▶ **Exercise objective**: Transcribe every entry exactly, with nothing added or left out.

Dataset entries:
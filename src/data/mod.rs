//! Data module - CSV loading, cleaning and reshaping

mod loader;
mod processor;
mod record;

pub use loader::{DataLoader, LoaderError, REQUIRED_COLUMNS, SEPARATOR};
pub use processor::{
    DataProcessor, JobFilter, OutlierPolicy, PlottedPoint, QuantileBounds, ALL_JOBS_LABEL,
    ALL_JOBS_VALUE,
};
pub use record::{BankRecord, Dimension, Outcome, Rgb, NEUTRAL_GRAY, ORANGE, STEELBLUE};

use std::path::Path;

/// Load a file and drop outliers, producing the dataset every view is cut from.
pub fn load_and_clean(
    file_path: &Path,
    policy: OutlierPolicy,
    bounds: QuantileBounds,
) -> Result<Vec<BankRecord>, LoaderError> {
    let records = DataLoader::load_records(file_path)?;
    Ok(DataProcessor::remove_outliers(records, policy, bounds))
}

▶ **Reply to the exercise**:
filename src/data/mod.rs
//! Data module - CSV loading, cleaning and reshaping

mod loader;
mod processor;
mod record;

pub use loader::{DataLoader, LoaderError, REQUIRED_COLUMNS, SEPARATOR};
pub use processor::{
    DataProcessor, JobFilter, OutlierPolicy, PlottedPoint, QuantileBounds, ALL_JOBS_LABEL,
    ALL_JOBS_VALUE,
};
pub use record::{BankRecord, Dimension, Outcome, Rgb, NEUTRAL_GRAY, ORANGE, STEELBLUE};

use std::path::Path;

/// Load a file and drop outliers, producing the dataset every view is cut from.
pub fn load_and_clean(
    file_path: &Path,
    policy: OutlierPolicy,
    bounds: QuantileBounds,
) -> Result<Vec<BankRecord>, LoaderError> {
    let records = DataLoader::load_records(file_path)?;
    Ok(DataProcessor::remove_outliers(records, policy, bounds))
}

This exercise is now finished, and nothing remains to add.